Problem statement: Every line of the listing that holds the word "GetUser" should be returned.

Exercise material:
▼

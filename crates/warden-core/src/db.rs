//! Shared database types and utilities.
//!
//! Provides `DatabaseError`, `unix_timestamp()`, [`PoolConfig`] and the
//! `define_database!` macro used by the server storage layer.

use std::path::PathBuf;
use std::str::FromStr;
use std::time::{Duration, SystemTime, UNIX_EPOCH};

use sqlx::sqlite::{SqliteConnectOptions, SqliteJournalMode, SqlitePoolOptions};
use sqlx::{Pool, Sqlite};
use tracing::{debug, info};

/// Storage errors.
///
/// Constraint violations are surfaced as a typed variant so callers can
/// match on the offending column instead of inspecting driver messages.
#[derive(Debug, thiserror::Error)]
pub enum DatabaseError {
    #[error("I/O error: {0}")]
    Io(String),

    #[error("Connection error: {0}")]
    Connection(String),

    #[error("Migration error: {0}")]
    Migration(String),

    #[error("Query error: {0}")]
    Query(String),

    #[error("Not found: {0}")]
    NotFound(String),

    #[error("Unique constraint violated on column {column}")]
    UniqueViolation { column: String },

    #[error("Corrupt row: {0}")]
    Decode(String),
}

impl From<sqlx::Error> for DatabaseError {
    fn from(e: sqlx::Error) -> Self {
        match e {
            sqlx::Error::RowNotFound => Self::NotFound("row".to_string()),
            sqlx::Error::Database(db) if db.is_unique_violation() => {
                let column = db
                    .constraint()
                    .map(str::to_string)
                    .or_else(|| unique_column_from_message(db.message()))
                    .unwrap_or_default();
                Self::UniqueViolation { column }
            }
            sqlx::Error::ColumnDecode { index, source } => {
                Self::Decode(format!("column {index}: {source}"))
            }
            other => Self::Query(other.to_string()),
        }
    }
}

/// Extract the column name from a `SQLite` unique-constraint message such as
/// `UNIQUE constraint failed: users.email`.
///
/// For composite constraints only the first column is reported.
fn unique_column_from_message(message: &str) -> Option<String> {
    let (_, columns) = message.split_once("failed:")?;
    let first = columns.split(',').next()?.trim();
    let column = first.rsplit('.').next()?.trim();
    (!column.is_empty()).then(|| column.to_string())
}

/// Where a pool points and how it is tuned.
#[derive(Debug, Clone)]
pub struct PoolConfig {
    target: PoolTarget,
    max_connections: u32,
    busy_timeout: Duration,
}

#[derive(Debug, Clone)]
enum PoolTarget {
    File(PathBuf),
    Memory,
}

impl PoolConfig {
    /// A file-backed database, created on first open (WAL, foreign keys).
    pub fn file(path: impl Into<PathBuf>) -> Self {
        Self {
            target: PoolTarget::File(path.into()),
            max_connections: 5,
            busy_timeout: Duration::from_secs(5),
        }
    }

    /// A private in-memory database.
    ///
    /// Every `SQLite` connection to `:memory:` is its own database, so the
    /// pool is pinned to one connection.
    pub const fn memory() -> Self {
        Self {
            target: PoolTarget::Memory,
            max_connections: 1,
            busy_timeout: Duration::from_secs(5),
        }
    }

    /// Ignored for in-memory databases.
    #[must_use]
    pub fn max_connections(mut self, max: u32) -> Self {
        if matches!(self.target, PoolTarget::File(_)) {
            self.max_connections = max;
        }
        self
    }

    #[must_use]
    pub fn busy_timeout(mut self, timeout: Duration) -> Self {
        self.busy_timeout = timeout;
        self
    }

    fn connect_options(&self) -> Result<SqliteConnectOptions, DatabaseError> {
        let options = match &self.target {
            PoolTarget::File(path) => {
                if let Some(parent) = path.parent() {
                    std::fs::create_dir_all(parent)
                        .map_err(|e| DatabaseError::Io(e.to_string()))?;
                }
                SqliteConnectOptions::new()
                    .filename(path)
                    .create_if_missing(true)
                    .journal_mode(SqliteJournalMode::Wal)
            }
            PoolTarget::Memory => SqliteConnectOptions::from_str("sqlite::memory:")
                .map_err(|e| DatabaseError::Connection(e.to_string()))?,
        };
        Ok(options
            .foreign_keys(true)
            .busy_timeout(self.busy_timeout))
    }

    /// Open the pool.
    pub async fn connect(&self) -> Result<Pool<Sqlite>, DatabaseError> {
        let mut pool_options = SqlitePoolOptions::new().max_connections(self.max_connections);
        if matches!(self.target, PoolTarget::Memory) {
            // A reaped connection would take the whole database with it.
            pool_options = pool_options.idle_timeout(None).max_lifetime(None);
        }

        let pool = pool_options
            .connect_with(self.connect_options()?)
            .await
            .map_err(|e| DatabaseError::Connection(e.to_string()))?;

        match &self.target {
            PoolTarget::File(path) => info!(path = %path.display(), "Database opened"),
            PoolTarget::Memory => debug!("In-memory database opened"),
        }
        Ok(pool)
    }
}

/// Returns the current time as a Unix timestamp (seconds since epoch).
#[allow(clippy::cast_possible_wrap)]
pub fn unix_timestamp() -> i64 {
    SystemTime::now()
        .duration_since(UNIX_EPOCH)
        .unwrap_or_default()
        .as_secs() as i64
}

/// Declare a database handle over a `SQLite` pool whose schema is the
/// invoking crate's `./migrations` directory.
///
/// ```ignore
/// warden_core::define_database!(AuthDatabase, "Auth database migrations complete");
///
/// let db = AuthDatabase::open(Path::new("/var/lib/warden/warden.db")).await?;
/// let mut tx = db.begin().await?;
/// ```
///
/// Besides `open` and `open_in_memory`, the handle exposes `connect` for a
/// custom [`PoolConfig`](crate::db::PoolConfig), `pool`, and `begin`. A
/// transaction returned by `begin` rolls back when dropped uncommitted.
#[macro_export]
macro_rules! define_database {
    ($name:ident, $migration_msg:expr) => {
        #[derive(Clone)]
        pub struct $name {
            pool: ::sqlx::Pool<::sqlx::Sqlite>,
        }

        impl $name {
            /// Open or create a database file and apply pending migrations.
            pub async fn open(
                path: &::std::path::Path,
            ) -> ::std::result::Result<Self, $crate::db::DatabaseError> {
                Self::connect(&$crate::db::PoolConfig::file(path)).await
            }

            /// Open a fresh in-memory database (tests and throwaway runs).
            pub async fn open_in_memory() -> ::std::result::Result<Self, $crate::db::DatabaseError>
            {
                Self::connect(&$crate::db::PoolConfig::memory()).await
            }

            pub async fn connect(
                config: &$crate::db::PoolConfig,
            ) -> ::std::result::Result<Self, $crate::db::DatabaseError> {
                let db = Self {
                    pool: config.connect().await?,
                };
                ::sqlx::migrate!("./migrations")
                    .run(&db.pool)
                    .await
                    .map_err(|e| $crate::db::DatabaseError::Migration(e.to_string()))?;
                ::tracing::info!($migration_msg);
                Ok(db)
            }

            pub const fn pool(&self) -> &::sqlx::Pool<::sqlx::Sqlite> {
                &self.pool
            }

            pub async fn begin(
                &self,
            ) -> ::std::result::Result<
                ::sqlx::Transaction<'static, ::sqlx::Sqlite>,
                $crate::db::DatabaseError,
            > {
                Ok(self.pool.begin().await?)
            }
        }
    };
}

#[cfg(test)]
#[allow(clippy::panic, clippy::unwrap_used)]
mod tests {
    use super::*;

    #[test]
    fn unix_timestamp_is_reasonable() {
        let ts = unix_timestamp();
        // Should be after 2024-01-01
        assert!(ts > 1_704_067_200);
    }

    #[test]
    fn sqlite_unique_message_yields_column() {
        assert_eq!(
            unique_column_from_message("UNIQUE constraint failed: users.email").as_deref(),
            Some("email")
        );
        assert_eq!(
            unique_column_from_message("UNIQUE constraint failed: users.name, users.email")
                .as_deref(),
            Some("name")
        );
        assert_eq!(unique_column_from_message("disk I/O error"), None);
    }

    #[tokio::test]
    async fn unique_violation_is_typed() {
        let pool = PoolConfig::memory().connect().await.unwrap();
        sqlx::query("CREATE TABLE t (id INTEGER PRIMARY KEY, name TEXT NOT NULL UNIQUE)")
            .execute(&pool)
            .await
            .unwrap();
        sqlx::query("INSERT INTO t (name) VALUES ('a')")
            .execute(&pool)
            .await
            .unwrap();

        let err: DatabaseError = sqlx::query("INSERT INTO t (name) VALUES ('a')")
            .execute(&pool)
            .await
            .unwrap_err()
            .into();

        match err {
            DatabaseError::UniqueViolation { column } => assert_eq!(column, "name"),
            other => panic!("expected unique violation, got {other:?}"),
        }
    }

    #[tokio::test]
    async fn file_pool_creates_parent_directory() {
        let dir = tempfile::tempdir().unwrap();
        let path = dir.path().join("nested").join("warden.db");

        let pool = PoolConfig::file(&path).connect().await.unwrap();
        sqlx::query("SELECT 1").execute(&pool).await.unwrap();

        assert!(path.exists());
    }

    #[tokio::test]
    async fn file_pool_enforces_foreign_keys() {
        let dir = tempfile::tempdir().unwrap();
        let pool = PoolConfig::file(dir.path().join("fk.db"))
            .max_connections(2)
            .connect()
            .await
            .unwrap();

        sqlx::query("CREATE TABLE parent (id INTEGER PRIMARY KEY)")
            .execute(&pool)
            .await
            .unwrap();
        sqlx::query("CREATE TABLE child (parent_id INTEGER NOT NULL REFERENCES parent(id))")
            .execute(&pool)
            .await
            .unwrap();

        let result = sqlx::query("INSERT INTO child (parent_id) VALUES (42)")
            .execute(&pool)
            .await;
        assert!(result.is_err());
    }

    #[tokio::test]
    async fn busy_timeout_bounds_a_blocked_write() {
        let dir = tempfile::tempdir().unwrap();
        let pool = PoolConfig::file(dir.path().join("busy.db"))
            .max_connections(2)
            .busy_timeout(Duration::from_millis(100))
            .connect()
            .await
            .unwrap();
        sqlx::query("CREATE TABLE t (id INTEGER PRIMARY KEY)")
            .execute(&pool)
            .await
            .unwrap();

        let mut holder = pool.acquire().await.unwrap();
        sqlx::query("BEGIN IMMEDIATE")
            .execute(&mut *holder)
            .await
            .unwrap();

        let started = std::time::Instant::now();
        let blocked = sqlx::query("INSERT INTO t (id) VALUES (1)")
            .execute(&pool)
            .await;
        assert!(blocked.is_err());
        assert!(started.elapsed() < Duration::from_secs(3));

        sqlx::query("ROLLBACK").execute(&mut *holder).await.unwrap();
    }

    #[test]
    fn memory_pool_stays_single_connection() {
        let config = PoolConfig::memory().max_connections(8);
        assert_eq!(config.max_connections, 1);
    }
}
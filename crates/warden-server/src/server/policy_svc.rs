//! RoleEndpointService gRPC implementation.

use std::sync::Arc;

use tonic::{Request, Response, Status};
use tracing::instrument;

use warden_proto::role_endpoint_service_server::RoleEndpointService;
use warden_proto::{
    AddRoleEndpointRequest, AddRoleEndpointResponse, DeleteRoleEndpointRequest,
    DeleteRoleEndpointResponse, GetRoleEndpointsRequest, GetRoleEndpointsResponse, RoleEndpoint,
    UpdateRoleEndpointRequest, UpdateRoleEndpointResponse,
};

use super::status::{permission_to_proto, roles_from_proto};
use crate::gate::extract_principal;
use crate::policy::PolicyEngine;

pub struct RoleEndpointServiceImpl {
    policy: Arc<PolicyEngine>,
}

impl RoleEndpointServiceImpl {
    pub const fn new(policy: Arc<PolicyEngine>) -> Self {
        Self { policy }
    }
}

#[allow(clippy::result_large_err)]
fn require_permission(permission: Option<RoleEndpoint>) -> Result<RoleEndpoint, Status> {
    permission.ok_or_else(|| Status::invalid_argument("Missing required field: permission"))
}

#[tonic::async_trait]
impl RoleEndpointService for RoleEndpointServiceImpl {
    #[instrument(skip(self, request), fields(rpc = "AddRoleEndpoint"))]
    async fn add_role_endpoint(
        &self,
        request: Request<AddRoleEndpointRequest>,
    ) -> Result<Response<AddRoleEndpointResponse>, Status> {
        let caller = extract_principal(&request)?.role;
        let permission = require_permission(request.into_inner().permission)?;
        let roles = roles_from_proto(&permission.allowed_roles)?;

        self.policy
            .add_endpoint(caller, &permission.endpoint, roles)
            .await?;
        Ok(Response::new(AddRoleEndpointResponse {}))
    }

    #[instrument(skip(self, request), fields(rpc = "UpdateRoleEndpoint"))]
    async fn update_role_endpoint(
        &self,
        request: Request<UpdateRoleEndpointRequest>,
    ) -> Result<Response<UpdateRoleEndpointResponse>, Status> {
        let caller = extract_principal(&request)?.role;
        let permission = require_permission(request.into_inner().permission)?;
        let roles = roles_from_proto(&permission.allowed_roles)?;

        self.policy
            .update_endpoint(caller, &permission.endpoint, roles)
            .await?;
        Ok(Response::new(UpdateRoleEndpointResponse {}))
    }

    #[instrument(skip(self, request), fields(rpc = "DeleteRoleEndpoint"))]
    async fn delete_role_endpoint(
        &self,
        request: Request<DeleteRoleEndpointRequest>,
    ) -> Result<Response<DeleteRoleEndpointResponse>, Status> {
        let caller = extract_principal(&request)?.role;
        let endpoint = request.into_inner().endpoint;

        self.policy.delete_endpoint(caller, &endpoint).await?;
        Ok(Response::new(DeleteRoleEndpointResponse {}))
    }

    #[instrument(skip(self, request), fields(rpc = "GetRoleEndpoints"))]
    async fn get_role_endpoints(
        &self,
        request: Request<GetRoleEndpointsRequest>,
    ) -> Result<Response<GetRoleEndpointsResponse>, Status> {
        extract_principal(&request)?;

        let permissions = self
            .policy
            .endpoints()
            .await
            .into_iter()
            .map(permission_to_proto)
            .collect();
        Ok(Response::new(GetRoleEndpointsResponse { permissions }))
    }
}
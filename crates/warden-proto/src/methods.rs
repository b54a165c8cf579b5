//! Named constants for the full gRPC paths of every Warden method.
//!
//! These strings are the endpoint identifiers used by the authorization
//! pipeline's allow-lists and by the policy table, so they must match the
//! paths tonic routes on exactly.

// ---------------------------------------------------------------------------
// AuthService
// ---------------------------------------------------------------------------

/// `AuthService/Login`
pub const METHOD_LOGIN: &str = "/warden.v1.AuthService/Login";

/// `AuthService/RefreshTokens`
pub const METHOD_REFRESH_TOKENS: &str = "/warden.v1.AuthService/RefreshTokens";

/// `AuthService/Logout`
pub const METHOD_LOGOUT: &str = "/warden.v1.AuthService/Logout";

/// `AuthService/Check`
pub const METHOD_CHECK: &str = "/warden.v1.AuthService/Check";

// ---------------------------------------------------------------------------
// UserService
// ---------------------------------------------------------------------------

/// `UserService/CreateUser`
pub const METHOD_CREATE_USER: &str = "/warden.v1.UserService/CreateUser";

/// `UserService/GetUser`
pub const METHOD_GET_USER: &str = "/warden.v1.UserService/GetUser";

/// `UserService/UpdateUser`
pub const METHOD_UPDATE_USER: &str = "/warden.v1.UserService/UpdateUser";

/// `UserService/DeleteUser`
pub const METHOD_DELETE_USER: &str = "/warden.v1.UserService/DeleteUser";

/// `UserService/RevokeSessions`
pub const METHOD_REVOKE_SESSIONS: &str = "/warden.v1.UserService/RevokeSessions";

// ---------------------------------------------------------------------------
// RoleEndpointService
// ---------------------------------------------------------------------------

/// `RoleEndpointService/AddRoleEndpoint`
pub const METHOD_ADD_ROLE_ENDPOINT: &str = "/warden.v1.RoleEndpointService/AddRoleEndpoint";

/// `RoleEndpointService/UpdateRoleEndpoint`
pub const METHOD_UPDATE_ROLE_ENDPOINT: &str = "/warden.v1.RoleEndpointService/UpdateRoleEndpoint";

/// `RoleEndpointService/DeleteRoleEndpoint`
pub const METHOD_DELETE_ROLE_ENDPOINT: &str = "/warden.v1.RoleEndpointService/DeleteRoleEndpoint";

/// `RoleEndpointService/GetRoleEndpoints`
pub const METHOD_GET_ROLE_ENDPOINTS: &str = "/warden.v1.RoleEndpointService/GetRoleEndpoints";

// ---------------------------------------------------------------------------
// grpc.health.v1.Health
// ---------------------------------------------------------------------------

/// `Health/Check`
pub const METHOD_HEALTH_CHECK: &str = "/grpc.health.v1.Health/Check";

/// `Health/Watch`
pub const METHOD_HEALTH_WATCH: &str = "/grpc.health.v1.Health/Watch";

/// Methods reachable without a credential.
pub const PUBLIC_METHODS: &[&str] = &[
    METHOD_LOGIN,
    METHOD_REFRESH_TOKENS,
    METHOD_LOGOUT,
    METHOD_HEALTH_CHECK,
    METHOD_HEALTH_WATCH,
];

/// Methods that additionally require the `ADMIN` role.
pub const ADMIN_METHODS: &[&str] = &[
    METHOD_CREATE_USER,
    METHOD_UPDATE_USER,
    METHOD_DELETE_USER,
    METHOD_REVOKE_SESSIONS,
    METHOD_ADD_ROLE_ENDPOINT,
    METHOD_UPDATE_ROLE_ENDPOINT,
    METHOD_DELETE_ROLE_ENDPOINT,
    METHOD_GET_ROLE_ENDPOINTS,
];

#[cfg(test)]
mod tests {
    use super::*;

    #[test]
    fn public_and_admin_lists_are_disjoint() {
        for method in PUBLIC_METHODS {
            assert!(!ADMIN_METHODS.contains(method), "{method} is in both lists");
        }
    }

    #[test]
    fn every_method_is_a_full_grpc_path() {
        for method in PUBLIC_METHODS.iter().chain(ADMIN_METHODS) {
            assert!(method.starts_with('/'));
            assert_eq!(method.matches('/').count(), 2, "{method}");
        }
        assert!(METHOD_CHECK.starts_with("/warden.v1."));
        assert!(METHOD_GET_USER.starts_with("/warden.v1."));
    }
}
//! Audited account CRUD.
//!
//! Each operation validates its input, then runs fetch, mutate and audit in
//! one transaction and commits only if all of them succeeded. Token version
//! bumps are pushed to the revocation store after the commit.

use tracing::{error, info, instrument};
use uuid::Uuid;
use warden_core::Role;
use warden_core::db::DatabaseError;

use super::{AccountError, AccountService, AccountUpdate, NewAccount, require, write_error};
use crate::auth::hash_password;
use crate::gate::Principal;
use crate::storage::{NewUserParams, User, UserChanges, queries};

impl AccountService {
    #[instrument(skip(self, account), fields(actor = %actor.username, name = %account.name))]
    pub async fn create_user(
        &self,
        actor: &Principal,
        account: NewAccount,
    ) -> Result<User, AccountError> {
        if account.password != account.password_confirm {
            return Err(AccountError::PasswordsMismatch);
        }
        let name = require(&account.name, "name")?;
        let email = require(&account.email, "email")?;
        require(&account.password, "password")?;

        let password_hash = hash_password(&account.password)
            .map_err(|e| AccountError::UserCreate(e.to_string()))?;
        let id = Uuid::new_v4().to_string();

        let create = |e| write_error(e, AccountError::UserCreate);
        let mut tx = self.db.begin().await.map_err(create)?;
        let user = queries::insert_user(
            &mut tx,
            &NewUserParams {
                id: &id,
                name,
                email,
                password_hash: &password_hash,
                role: account.role,
            },
        )
        .await
        .map_err(create)?;
        queries::append_audit_log(
            &mut tx,
            &format!(
                "{} created user {} ({}) with role {}",
                actor.username, user.id, user.name, user.role
            ),
        )
        .await
        .map_err(create)?;
        tx.commit().await.map_err(|e| create(e.into()))?;

        info!(user_id = %user.id, "User created");
        Ok(user)
    }

    /// Read an account. Non-admins may only read their own.
    #[instrument(skip(self), fields(actor = %actor.username))]
    pub async fn get_user(&self, actor: &Principal, id: &str) -> Result<User, AccountError> {
        let id = require(id, "id")?;
        if !actor.is_admin() && actor.user_id != id {
            return Err(AccountError::PermissionDenied);
        }

        let mut tx = self.db.begin().await.map_err(read_error)?;
        let user = queries::get_user(&mut tx, id).await.map_err(read_error)?;
        queries::append_audit_log(&mut tx, &format!("{} read user {id}", actor.username))
            .await
            .map_err(read_error)?;
        tx.commit().await.map_err(|e| read_error(e.into()))?;

        Ok(user)
    }

    /// Apply a sparse update. Changing the role or password bumps the
    /// token version, invalidating the account's access tokens.
    #[instrument(skip(self, update), fields(actor = %actor.username))]
    pub async fn update_user(
        &self,
        actor: &Principal,
        id: &str,
        update: AccountUpdate,
    ) -> Result<User, AccountError> {
        let id = require(id, "id")?;
        let name = update.name.as_deref().map(|n| require(n, "name")).transpose()?;
        let email = update
            .email
            .as_deref()
            .map(|e| require(e, "email"))
            .transpose()?;
        let password_hash = match update.password.as_deref() {
            Some(password) => {
                require(password, "password")?;
                Some(
                    hash_password(password)
                        .map_err(|e| AccountError::UserUpdate(e.to_string()))?,
                )
            }
            None => None,
        };

        let write = |e| write_error(e, AccountError::UserUpdate);
        let mut tx = self.db.begin().await.map_err(write)?;
        let current = queries::get_user(&mut tx, id).await.map_err(write)?;

        let role_changed = update.role.is_some_and(|role| role != current.role);
        let changes = UserChanges {
            name,
            email,
            password_hash: password_hash.as_deref(),
            role: update.role,
            bump_version: role_changed || password_hash.is_some(),
        };
        let user = queries::update_user(&mut tx, id, &changes)
            .await
            .map_err(write)?;
        queries::append_audit_log(&mut tx, &describe_update(actor, &current, &user))
            .await
            .map_err(write)?;
        tx.commit().await.map_err(|e| write(e.into()))?;

        info!(user_id = %id, version = user.version, "User updated");
        if user.version != current.version {
            self.sync_version(id, user.version).await?;
        }
        Ok(user)
    }

    /// Delete an account and invalidate its outstanding access tokens.
    #[instrument(skip(self), fields(actor = %actor.username))]
    pub async fn delete_user(&self, actor: &Principal, id: &str) -> Result<(), AccountError> {
        let id = require(id, "id")?;

        let delete = |e| write_error(e, AccountError::UserDelete);
        let mut tx = self.db.begin().await.map_err(delete)?;
        let user = queries::get_user(&mut tx, id).await.map_err(delete)?;
        queries::delete_user(&mut tx, id).await.map_err(delete)?;
        queries::append_audit_log(
            &mut tx,
            &format!("{} deleted user {id} ({})", actor.username, user.name),
        )
        .await
        .map_err(delete)?;
        tx.commit().await.map_err(|e| delete(e.into()))?;

        info!(user_id = %id, "User deleted");
        self.sync_version(id, user.version + 1).await
    }

    /// Force every session of an account to re-authenticate.
    ///
    /// Bumps the token version; refresh tokens keep working and mint access
    /// tokens carrying the new version.
    #[instrument(skip(self), fields(actor = %actor.username))]
    pub async fn revoke_sessions(&self, actor: &Principal, id: &str) -> Result<i64, AccountError> {
        let id = require(id, "id")?;

        let write = |e| write_error(e, AccountError::UserUpdate);
        let mut tx = self.db.begin().await.map_err(write)?;
        let user = queries::update_user(
            &mut tx,
            id,
            &UserChanges {
                bump_version: true,
                ..UserChanges::default()
            },
        )
        .await
        .map_err(write)?;
        queries::append_audit_log(
            &mut tx,
            &format!(
                "{} revoked sessions of user {id} (version {})",
                actor.username, user.version
            ),
        )
        .await
        .map_err(write)?;
        tx.commit().await.map_err(|e| write(e.into()))?;

        info!(user_id = %id, version = user.version, "Sessions revoked");
        self.sync_version(id, user.version).await?;
        Ok(user.version)
    }

    /// Create the bootstrap administrator unless an account of that name
    /// already exists. Returns whether an account was created.
    pub async fn ensure_admin(
        &self,
        name: &str,
        email: &str,
        password: &str,
    ) -> Result<bool, AccountError> {
        match self.db.get_user_by_name(name).await {
            Ok(_) => return Ok(false),
            Err(DatabaseError::NotFound(_)) => {}
            Err(e) => return Err(read_error(e)),
        }

        let system = Principal {
            user_id: String::new(),
            username: "system".into(),
            role: Role::Admin,
        };
        self.create_user(
            &system,
            NewAccount {
                name: name.into(),
                email: email.into(),
                password: password.into(),
                password_confirm: password.into(),
                role: Role::Admin,
            },
        )
        .await?;
        Ok(true)
    }

    async fn sync_version(&self, user_id: &str, version: i64) -> Result<(), AccountError> {
        self.revocations
            .set_version(user_id, version)
            .await
            .map_err(|e| {
                error!(user_id, version, error = %e, "Token version not synced");
                AccountError::VersionSync(e.to_string())
            })
    }
}

fn read_error(e: DatabaseError) -> AccountError {
    match e {
        DatabaseError::NotFound(what) => AccountError::UserNotFound(what),
        other => AccountError::UserRead(other.to_string()),
    }
}

fn describe_update(actor: &Principal, before: &User, after: &User) -> String {
    let mut changed = Vec::new();
    if before.name != after.name {
        changed.push("name");
    }
    if before.email != after.email {
        changed.push("email");
    }
    if before.password != after.password {
        changed.push("password");
    }
    if before.role != after.role {
        changed.push("role");
    }
    let fields = if changed.is_empty() {
        "nothing".to_string()
    } else {
        changed.join(", ")
    };
    format!("{} updated user {} ({fields})", actor.username, after.id)
}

▲

Exercise solution:
/// `UserService/GetUser`
pub const METHOD_GET_USER: &str = "/warden.v1.UserService/GetUser";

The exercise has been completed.